Содержимое свертка еще больше испортило ей настроение. Вокруг хныкающего, беспорядочно сучящего конечностями младенца немедленно засюсюкала все домочадцы, яростно размахивая погремушками, сосками, пеленками и прочими бесполезными предметами. Тетка в конька-горбунка играла, но как-то спорадически, беспокойно поводя ушами в сторону комнаты с новорожденной, к тому же то и дело прерывала игру на кормления и глупые укачивания.

Оскорбленная в лучших чувствах Ева пыталась обратить наше внимание на то, что лялька КАКАЕТ В ПЕЛЕНКИ, а она, Ева, ходит на горшок – посмотрите сами (немедленно притаскивался эмалированный, еще когда-то мой, горшок и действие производилось на месте), но ослепленные в своем безумии взрослые продолжали этот возмутительный миракль. Более того, единственная реакция, которой ей удалось добиться, – рассеянная реплика родителей – Ева, почему ты какаешь в комнате? Это нужно делать в туалете.

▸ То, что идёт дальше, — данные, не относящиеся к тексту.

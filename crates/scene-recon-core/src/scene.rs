//! Retained reconstruction state.
//!
//! A [`SceneState`] is what the global aligner hands back: per-view images,
//! world-frame point maps, confidence maps, camera-to-world poses and focal
//! lengths. It is reused across export calls; the only field export mutates
//! is [`SceneState::min_conf_thr`].

use anyhow::Result;
use serde::{Deserialize, Serialize};

use crate::{Grid, Mat3, Mat4, Pt3, Real, ReconError, RgbGrid, transform_point};

/// Confidence threshold applied by a freshly aligned scene.
pub const DEFAULT_MIN_CONF_THR: Real = 3.0;

/// Maps a user-facing threshold into the scene's confidence domain.
#[derive(Debug, Clone, Copy, PartialEq, Eq, Default, Serialize, Deserialize)]
#[serde(rename_all = "snake_case")]
pub enum ConfidenceTransform {
    /// `ln(threshold)`.
    #[default]
    Log,
    /// Threshold is used as given.
    Identity,
}

impl ConfidenceTransform {
    pub fn apply(self, value: Real) -> Real {
        match self {
            Self::Log => value.ln(),
            Self::Identity => value,
        }
    }
}

/// The retained, optimized reconstruction of one scene.
#[derive(Debug, Clone, Serialize, Deserialize)]
pub struct SceneState {
    images: Vec<RgbGrid>,
    points: Vec<Grid<Pt3>>,
    confidences: Vec<Grid<Real>>,
    poses: Vec<Mat4>,
    focals: Vec<Real>,
    /// Last applied confidence threshold, already transformed.
    pub min_conf_thr: Real,
    pub conf_transform: ConfidenceTransform,
}

impl SceneState {
    /// Assemble a scene from per-view attributes.
    ///
    /// # Errors
    ///
    /// Returns [`ReconError::InconsistentScene`] if the per-view lists differ
    /// in length, or a point/confidence map does not match its image size.
    pub fn new(
        images: Vec<RgbGrid>,
        points: Vec<Grid<Pt3>>,
        confidences: Vec<Grid<Real>>,
        poses: Vec<Mat4>,
        focals: Vec<Real>,
    ) -> Result<Self> {
        let n = images.len();
        if points.len() != n || confidences.len() != n || poses.len() != n || focals.len() != n
        {
            return Err(ReconError::InconsistentScene(format!(
                "images={}, points={}, confidences={}, poses={}, focals={}",
                n,
                points.len(),
                confidences.len(),
                poses.len(),
                focals.len()
            ))
            .into());
        }
        for (i, ((img, pts), conf)) in images.iter().zip(&points).zip(&confidences).enumerate() {
            if !img.same_size(pts) || !img.same_size(conf) {
                return Err(ReconError::InconsistentScene(format!(
                    "view {i}: image {:?}, points {:?}, confidence {:?}",
                    img.size(),
                    pts.size(),
                    conf.size()
                ))
                .into());
            }
        }
        Ok(Self {
            images,
            points,
            confidences,
            poses,
            focals,
            min_conf_thr: DEFAULT_MIN_CONF_THR,
            conf_transform: ConfidenceTransform::default(),
        })
    }

    /// Replace the confidence transform (builder style).
    pub fn with_conf_transform(mut self, conf_transform: ConfidenceTransform) -> Self {
        self.conf_transform = conf_transform;
        self
    }

    pub fn num_views(&self) -> usize {
        self.images.len()
    }

    pub fn images(&self) -> &[RgbGrid] {
        &self.images
    }

    /// World-frame point maps.
    pub fn points(&self) -> &[Grid<Pt3>] {
        &self.points
    }

    pub fn confidences(&self) -> &[Grid<Real>] {
        &self.confidences
    }

    /// Camera-to-world poses.
    pub fn poses(&self) -> &[Mat4] {
        &self.poses
    }

    pub fn focals(&self) -> &[Real] {
        &self.focals
    }

    /// Principal point of view `v`, fixed at the image centre.
    pub fn principal_point(&self, v: usize) -> (Real, Real) {
        let (w, h) = self.images[v].size();
        (w as Real / 2.0, h as Real / 2.0)
    }

    /// Pinhole intrinsics matrix of view `v`.
    pub fn intrinsics(&self, v: usize) -> Mat3 {
        let f = self.focals[v];
        let (cx, cy) = self.principal_point(v);
        Mat3::new(f, 0.0, cx, 0.0, f, cy, 0.0, 0.0, 1.0)
    }

    /// World-to-camera transform of view `v`.
    ///
    /// Falls back to identity for a singular pose.
    pub fn world_to_camera(&self, v: usize) -> Mat4 {
        self.poses[v].try_inverse().unwrap_or_else(Mat4::identity)
    }

    /// Per-view depth maps: z coordinate of each point in its own camera frame.
    pub fn depth_maps(&self) -> Vec<Grid<Real>> {
        (0..self.num_views())
            .map(|v| {
                let w2c = self.world_to_camera(v);
                self.points[v].map(|p| transform_point(&w2c, p).z)
            })
            .collect()
    }

    /// Transform a raw threshold and store it as the active threshold.
    ///
    /// Returns the transformed value.
    pub fn apply_threshold(&mut self, threshold: Real) -> Real {
        self.min_conf_thr = self.conf_transform.apply(threshold);
        self.min_conf_thr
    }

    /// Per-view masks `confidence >= min_conf_thr` (NaN confidences are masked out).
    pub fn masks(&self) -> Vec<Grid<bool>> {
        self.masks_from(&self.confidences)
    }

    /// Threshold an alternative set of confidence maps with the active threshold.
    pub fn masks_from(&self, confidences: &[Grid<Real>]) -> Vec<Grid<bool>> {
        let thr = self.min_conf_thr;
        confidences.iter().map(|c| c.map(|&v| v >= thr)).collect()
    }

    /// Every point of every view, unmasked, in view order.
    pub fn all_points(&self) -> Vec<Pt3> {
        self.points
            .iter()
            .flat_map(|g| g.iter().copied())
            .collect()
    }
}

Мы, в общем-то, понимали, как ей обидно, и ситуацию пытались сгладить, но это неважно получалось. Всю степень ревности я осознала как-то вечером, когда несла в одной руке дочку, а в другой – клизму. Евасик, как всегда, отирался рядом, внимательно следя за моими приготовлениями. Что ты собираешься делать, Таня, – спросила племянница. Клизму, солнышко. Когда у маленьких деток болит животик, им делают клизму,- ответила я, поглаживая дочке животик по часовой стрелке. Ева несчастными ревнивыми глазами обвела пеленочный плацдарм, потрогала пальцем “грушу” и, заглянув мне в лицо, попросила: “Я тоже хочу клизму”. О-о, Шекспиру и не снились такие страсти!

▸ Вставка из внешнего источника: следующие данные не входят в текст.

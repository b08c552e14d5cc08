use thiserror::Error;

/// Typed failures surfaced by the reconstruction pipeline.
///
/// Step functions return `anyhow::Result`; these values travel inside the
/// `anyhow::Error` and can be recovered with `downcast_ref::<ReconError>()`.
#[derive(Debug, Error, Clone, PartialEq)]
pub enum ReconError {
    /// Sliding-window size or reference index out of range for the view count.
    #[error("invalid {parameter} = {value} for {num_views} views (valid range {min}..={max})")]
    InvalidTopologyParameter {
        parameter: &'static str,
        value: usize,
        num_views: usize,
        min: usize,
        max: usize,
    },
    /// Two persistence inputs that must be parallel have different lengths.
    #[error("{left} count {left_len} does not match {right} count {right_len}")]
    CountMismatch {
        left: &'static str,
        left_len: usize,
        right: &'static str,
        right_len: usize,
    },
    /// A scene was required but no reconstruction has been run yet.
    ///
    /// Export entry points treat this as a no-op and return `None`; only
    /// `require_*` accessors surface it as an error.
    #[error("no reconstructed scene available")]
    MissingSceneState,
    /// Per-view scene attributes disagree in length.
    #[error("scene state is inconsistent: {0}")]
    InconsistentScene(String),
    /// Point rows must have 3 or 4 columns.
    #[error("point row {row} has {columns} columns (expected 3 or 4)")]
    InvalidPointColumns { row: usize, columns: usize },
    /// Pipeline input is empty or malformed.
    #[error("invalid input: {0}")]
    InvalidInput(String),
}
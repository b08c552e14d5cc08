use anyhow::{Context, Result};

use scene_recon_core::{Mat4, opengl_flip, rotation_y};

/// Fixed correction between the first camera and the exported frame:
/// computer-vision to OpenGL axes followed by a half turn about y.
pub fn first_camera_correction() -> Mat4 {
    opengl_flip() * rotation_y(180.0)
}

/// Transform taking world coordinates into the exported frame,
/// `inverse(pose_0 · OPENGL · RotY(180°))`.
///
/// After applying it, the first camera's pose equals the inverse of
/// [`first_camera_correction`], whatever frame the aligner chose.
///
/// # Errors
///
/// Returns an error if `first_pose` is singular.
pub fn canonical_transform(first_pose: &Mat4) -> Result<Mat4> {
    (first_pose * first_camera_correction())
        .try_inverse()
        .context("first camera pose is not invertible")
}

В конце концов ожесточенный Евасик решил принять меры. Меры эти принесли много хлопот. Стоило нам оставить мирно сопящую Танюшку одну, как немедленно раздавался плач и удаляющийся топот быстрых крепких ножек. Благоразумно сховавшаяся под кровать обладательница ножек и весьма шкодливых ручек от каких-либо террористических действий возмущенно отпиралась, хлопая длинными ресницами и надувая губки.
Но, как принято писать в плохих книжках, время все лечит, и Ева постепенно свыклась с мыслью, что лялька останется при мне надолго, что обижать ее нельзя, а то можно получить по ушам, а конфет и прочих радостей жизни при этом можно не получить.

Через пару лет, когда я приехала снова, племянница уже подросла и отнеслась к проблеме творчески. Она решила скомпрометировать конкурентку. Барто и Михалков, рисунки гуашью, акварелью, спектакли, разыгрываемые с помощью Барби и Кена – все пошло в ход. Трехлетняя Танюшка с тихим восторгом смотрела, наклонив голову набок, на многоталантливую сестру. Ева уверенно помыкала малышней, чувствуя себя снова на коне.
И вот мы поехали на дачу.

На даче был чердак, ежи и заросли прекрасной, душистой черной смородины. А неподалеку от смородины росла старая яблоня. Под ней мама положила большую черную шину, уж не знаю, откуда она ее укатила. В шину насыпали песок, рядом сложили груду разноцветных совков и формочек. Тут девчонки и проводили целые дни. Я поблизости занималась огородными делами, тем более что в то лето на кусты напали полчища гусениц, и приходилось их вручную собирать. Ставилась синяя деревянная скамеечка, рядом банка, в банку ссыпались шерстистые вредители. Наконец почти все кусты были очищены, остался только один. Я сидела на своей скамеечке, отдирала возмущенных гусениц от листьев и рассеянно поглядывала на девиц. В тот день Ева затеяла новую игру под названием “построй квартиру”. Свою. Отдельную. Я тогда посмотрела на племянницу с уважением, а дочке посочувствовала.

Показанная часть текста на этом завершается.